WHAT NEEDS TO BE DONE: The records follow. Print, word for word, the first line through the "async fn test_refresh_drops_local_and_offline_nodes()" line.

LISTED ENTRIES:
<<<<
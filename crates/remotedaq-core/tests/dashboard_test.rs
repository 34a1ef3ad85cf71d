#![allow(clippy::unwrap_used)]
// Integration tests for `Dashboard` against mocked ZeroTier and DAQ servers.

use std::collections::BTreeMap;
use std::time::Duration;

use pretty_assertions::assert_eq;
use serde_json::json;
use url::Url;
use wiremock::matchers::{body_json, header, method, path};
use wiremock::{Mock, MockServer, ResponseTemplate};

use remotedaq_api::daq::CONNECTION_REFUSED;
use remotedaq_core::{
    ChannelGroup, ChannelSelection, ChannelValue, CoreError, Dashboard, DashboardConfig,
    DirectoryStatus, NodeFilter, RefreshState, Settings,
};

const NETWORK: &str = "8056c2e21c000001";
const LOCAL_NODE: &str = "ffffffff00";

// ── Helpers ─────────────────────────────────────────────────────────

fn member(id: &str, name: &str, ip: &str, online: bool) -> serde_json::Value {
    json!({
        "nodeId": id,
        "name": name,
        "online": online,
        "config": { "authorized": true, "ipAssignments": [ip] }
    })
}

async fn mount_members(server: &MockServer, members: serde_json::Value) {
    Mock::given(method("GET"))
        .and(path(format!("/api/v1/network/{NETWORK}/member")))
        .and(header("authorization", "Bearer secret-token"))
        .respond_with(ResponseTemplate::new(200).set_body_json(members))
        .mount(server)
        .await;
}

fn config(zerotier: &MockServer, daq_port: u16) -> DashboardConfig {
    DashboardConfig {
        zerotier_url: Url::parse(&format!("{}/api/v1/", zerotier.uri())).unwrap(),
        timeout: Duration::from_secs(5),
        refresh_interval: Duration::ZERO,
        daq_port,
        local_node_id: Some(LOCAL_NODE.into()),
        ..DashboardConfig::default()
    }
}

fn settings() -> Settings {
    Settings::new("secret-token", NETWORK)
}

fn dead_port() -> u16 {
    let listener = std::net::TcpListener::bind("127.0.0.1:0").unwrap();
    let port = listener.local_addr().unwrap().port();
    drop(listener);
    port
}

// ── Directory ───────────────────────────────────────────────────────

#[tokio::test]
async fn test_refresh_drops_local_and_offline_nodes() {
    let zerotier = MockServer::start().await;
    mount_members(
        &zerotier,
        json!([
            member("a1b2c3d4e5", "bench-1", "10.147.17.5", true),
            member(LOCAL_NODE, "laptop", "10.147.17.1", true),
            member("0011223344", "bench-2", "10.147.17.6", false),
            member("5566778899", "bench-3", "10.147.17.7", true),
        ]),
    )
    .await;

    let dash = Dashboard::new(config(&zerotier, 5000), settings()).unwrap();
    assert!(dash.refresh_nodes().await);

    let ids: Vec<String> = dash.nodes_snapshot().iter().map(|n| n.id.clone()).collect();
    assert_eq!(ids, vec!["a1b2c3d4e5", "5566778899"]);
    assert!(matches!(
        dash.directory_status(),
        DirectoryStatus::Ok { nodes: 2, .. }
    ));

    let all = dash.query_nodes(NodeFilter::All).await.unwrap();
    assert_eq!(all.len(), 3);
}

#[tokio::test]
async fn test_empty_token_lists_nothing_without_calling_out() {
    let zerotier = MockServer::start().await;
    Mock::given(method("GET"))
        .respond_with(ResponseTemplate::new(200).set_body_json(json!([])))
        .expect(0)
        .mount(&zerotier)
        .await;

    let dash = Dashboard::new(config(&zerotier, 5000), Settings::new("", NETWORK)).unwrap();
    assert!(!dash.refresh_nodes().await);
    assert!(dash.nodes_snapshot().is_empty());
    assert!(dash.directory_status().is_failed());
}

#[tokio::test]
async fn test_rejected_token_clears_the_list() {
    let zerotier = MockServer::start().await;
    mount_members(
        &zerotier,
        json!([member("a1b2c3d4e5", "bench-1", "10.147.17.5", true)]),
    )
    .await;

    let dash = Dashboard::new(config(&zerotier, 5000), settings()).unwrap();
    dash.refresh_nodes().await;
    assert_eq!(dash.nodes_snapshot().len(), 1);

    dash.update_settings(Settings::new("stale-token", NETWORK));
    Mock::given(method("GET"))
        .and(header("authorization", "Bearer stale-token"))
        .respond_with(ResponseTemplate::new(401))
        .mount(&zerotier)
        .await;

    assert!(dash.refresh_nodes().await);
    assert!(dash.nodes_snapshot().is_empty());
    assert!(dash.directory_status().is_failed());
}

#[tokio::test]
async fn test_snapshot_records_refresh_without_subscribers() {
    let zerotier = MockServer::start().await;
    mount_members(
        &zerotier,
        json!([member("a1b2c3d4e5", "bench-1", "10.147.17.5", true)]),
    )
    .await;

    let dash = Dashboard::new(config(&zerotier, 5000), settings()).unwrap();
    let before = dash.snapshot();
    assert_eq!(before.directory, DirectoryStatus::Unknown);
    assert!(before.last_refresh.is_none());

    dash.refresh_nodes().await;

    let after = dash.snapshot();
    assert_eq!(after.nodes.len(), 1);
    assert_eq!(after.refresh_state, RefreshState::Idle);
    assert!(after.last_refresh.is_some());
    assert!(matches!(after.directory, DirectoryStatus::Ok { nodes: 1, .. }));
}

#[tokio::test]
async fn test_refresh_state_is_fetching_during_query() {
    let zerotier = MockServer::start().await;
    Mock::given(method("GET"))
        .and(path(format!("/api/v1/network/{NETWORK}/member")))
        .respond_with(
            ResponseTemplate::new(200)
                .set_body_json(json!([]))
                .set_delay(Duration::from_millis(500)),
        )
        .mount(&zerotier)
        .await;

    let dash = Dashboard::new(config(&zerotier, 5000), settings()).unwrap();
    let refreshing = tokio::spawn({
        let dash = dash.clone();
        async move { dash.refresh_nodes().await }
    });

    tokio::time::timeout(Duration::from_secs(2), async {
        while dash.snapshot().refresh_state != RefreshState::Fetching {
            tokio::time::sleep(Duration::from_millis(10)).await;
        }
    })
    .await
    .unwrap();

    refreshing.await.unwrap();
    let snap = dash.snapshot();
    assert_eq!(snap.refresh_state, RefreshState::Idle);
    assert!(matches!(snap.directory, DirectoryStatus::Ok { nodes: 0, .. }));
}

#[tokio::test]
async fn test_slow_directory_times_out_with_configured_seconds() {
    let zerotier = MockServer::start().await;
    Mock::given(method("GET"))
        .and(path(format!("/api/v1/network/{NETWORK}/member")))
        .respond_with(
            ResponseTemplate::new(200)
                .set_body_json(json!([]))
                .set_delay(Duration::from_secs(4)),
        )
        .mount(&zerotier)
        .await;

    let mut cfg = config(&zerotier, 5000);
    cfg.timeout = Duration::from_secs(1);
    let dash = Dashboard::new(cfg, settings()).unwrap();

    let err = dash.query_nodes(NodeFilter::All).await.unwrap_err();
    assert!(matches!(err, CoreError::Timeout { timeout_secs: 1 }));
    assert_eq!(err.to_string(), "Node directory timed out after 1s");

    dash.refresh_nodes().await;
    assert!(dash.directory_status().is_failed());
}

// ── Refresh loop ────────────────────────────────────────────────────

#[tokio::test]
async fn test_refresh_loop_publishes_changes_and_stops() {
    let zerotier = MockServer::start().await;
    mount_members(
        &zerotier,
        json!([member("a1b2c3d4e5", "bench-1", "10.147.17.5", true)]),
    )
    .await;

    let mut cfg = config(&zerotier, 5000);
    cfg.refresh_interval = Duration::from_millis(50);
    let dash = Dashboard::new(cfg, settings()).unwrap();
    dash.start().await.unwrap();
    assert_eq!(dash.nodes_snapshot().len(), 1);

    let mut stream = dash.nodes();
    zerotier.reset().await;
    mount_members(
        &zerotier,
        json!([
            member("a1b2c3d4e5", "bench-1", "10.147.17.5", true),
            member("5566778899", "bench-3", "10.147.17.7", true),
        ]),
    )
    .await;

    // A tick may land between reset and remount and publish an empty list.
    let published = tokio::time::timeout(Duration::from_secs(5), async {
        loop {
            let snap = stream.changed().await.unwrap();
            if snap.len() == 2 {
                break snap;
            }
        }
    })
    .await
    .unwrap();
    assert_eq!(published[1].id, "5566778899");

    dash.shutdown().await;
    assert_eq!(*dash.refresh_state().borrow(), RefreshState::Idle);
    assert!(matches!(dash.start().await, Err(CoreError::ShutDown)));
}

// ── DAQ operations ──────────────────────────────────────────────────

#[tokio::test]
async fn test_read_reconciles_selected_channels() {
    let zerotier = MockServer::start().await;
    mount_members(
        &zerotier,
        json!([member("a1b2c3d4e5", "bench-1", "127.0.0.1", true)]),
    )
    .await;

    let node = MockServer::start().await;
    Mock::given(method("GET"))
        .and(path("/analog/input"))
        .respond_with(ResponseTemplate::new(200).set_body_json(json!({
            "success": true,
            "data": [
                { "port": "0", "value": "1.2" },
                { "port": "1", "value": "2.2" },
                { "port": "2", "value": "3.3" },
                { "port": "3", "value": "4.4" },
                { "port": "4", "value": "5.5" },
                { "port": "5", "value": "6.6" },
                { "port": "6", "value": "7.7" },
                { "port": "7", "value": "8.8" },
            ]
        })))
        .mount(&node)
        .await;

    let port = node.address().port();
    let table = Dashboard::oneshot(config(&zerotier, port), settings(), |dash| async move {
        dash.select_by("bench-1")?;
        let selection: ChannelSelection = "0,3".parse()?;
        dash.read_channels(ChannelGroup::AnalogInput, &selection).await
    })
    .await
    .unwrap();

    let expected: BTreeMap<u8, ChannelValue> =
        [(0, "1.2".into()), (3, "4.4".into())].into_iter().collect();
    assert_eq!(table.to_map(), expected);
    assert_eq!(table.size(), 8);
    assert!(table.get(1).is_none());
    assert!(table.get(2).is_none());
}

#[tokio::test]
async fn test_write_rejection_surfaces_node_message() {
    let zerotier = MockServer::start().await;
    let node = MockServer::start().await;
    Mock::given(method("PUT"))
        .and(path("/digital/output"))
        .and(body_json(json!({ "data": [1, 0, 1, 0, 1, 0, 1, 0] })))
        .respond_with(ResponseTemplate::new(200).set_body_json(json!({
            "success": false,
            "data": ["Output locked by interlock"]
        })))
        .expect(1)
        .mount(&node)
        .await;

    let dash = Dashboard::new(config(&zerotier, node.address().port()), settings()).unwrap();
    dash.select_host("127.0.0.1").unwrap();

    let err = dash
        .write_digital_output(&[1, 0, 1, 0, 1, 0, 1, 0])
        .await
        .unwrap_err();
    assert_eq!(err.to_string(), "Output locked by interlock");
}

#[tokio::test]
async fn test_analog_write_is_echoed() {
    let zerotier = MockServer::start().await;
    let node = MockServer::start().await;
    Mock::given(method("PUT"))
        .and(path("/analog/output"))
        .and(body_json(json!({ "data": [1.5, 0.0] })))
        .respond_with(ResponseTemplate::new(200).set_body_json(json!({
            "success": true,
            "data": [1.5, 0.0]
        })))
        .mount(&node)
        .await;

    let dash = Dashboard::new(config(&zerotier, node.address().port()), settings()).unwrap();
    dash.select_host("127.0.0.1").unwrap();

    let resp = dash.write_analog_output(&[1.5, 0.0]).await.unwrap();
    assert!(resp.success);
}

#[tokio::test]
async fn test_unreachable_node_reports_connection_refused() {
    let zerotier = MockServer::start().await;
    let dash = Dashboard::new(config(&zerotier, dead_port()), settings()).unwrap();
    dash.select_host("127.0.0.1").unwrap();

    let err = dash
        .read_channels(ChannelGroup::DigitalInput, &ChannelSelection::all(8))
        .await
        .unwrap_err();
    assert_eq!(err.to_string(), CONNECTION_REFUSED);
}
>>>>
EXPECTED ANSWER:
filename crates/remotedaq-core/tests/dashboard_test.rs
repository 34a1ef3ad85cf71d
#![allow(clippy::unwrap_used)]
// Integration tests for `Dashboard` against mocked ZeroTier and DAQ servers.

use std::collections::BTreeMap;
use std::time::Duration;

use pretty_assertions::assert_eq;
use serde_json::json;
use url::Url;
use wiremock::matchers::{body_json, header, method, path};
use wiremock::{Mock, MockServer, ResponseTemplate};

use remotedaq_api::daq::CONNECTION_REFUSED;
use remotedaq_core::{
    ChannelGroup, ChannelSelection, ChannelValue, CoreError, Dashboard, DashboardConfig,
    DirectoryStatus, NodeFilter, RefreshState, Settings,
};

const NETWORK: &str = "8056c2e21c000001";
const LOCAL_NODE: &str = "ffffffff00";

// ── Helpers ─────────────────────────────────────────────────────────

fn member(id: &str, name: &str, ip: &str, online: bool) -> serde_json::Value {
    json!({
        "nodeId": id,
        "name": name,
        "online": online,
        "config": { "authorized": true, "ipAssignments": [ip] }
    })
}

async fn mount_members(server: &MockServer, members: serde_json::Value) {
    Mock::given(method("GET"))
        .and(path(format!("/api/v1/network/{NETWORK}/member")))
        .and(header("authorization", "Bearer secret-token"))
        .respond_with(ResponseTemplate::new(200).set_body_json(members))
        .mount(server)
        .await;
}

fn config(zerotier: &MockServer, daq_port: u16) -> DashboardConfig {
    DashboardConfig {
        zerotier_url: Url::parse(&format!("{}/api/v1/", zerotier.uri())).unwrap(),
        timeout: Duration::from_secs(5),
        refresh_interval: Duration::ZERO,
        daq_port,
        local_node_id: Some(LOCAL_NODE.into()),
        ..DashboardConfig::default()
    }
}

fn settings() -> Settings {
    Settings::new("secret-token", NETWORK)
}

fn dead_port() -> u16 {
    let listener = std::net::TcpListener::bind("127.0.0.1:0").unwrap();
    let port = listener.local_addr().unwrap().port();
    drop(listener);
    port
}

// ── Directory ───────────────────────────────────────────────────────

#[tokio::test]
async fn test_refresh_drops_local_and_offline_nodes() {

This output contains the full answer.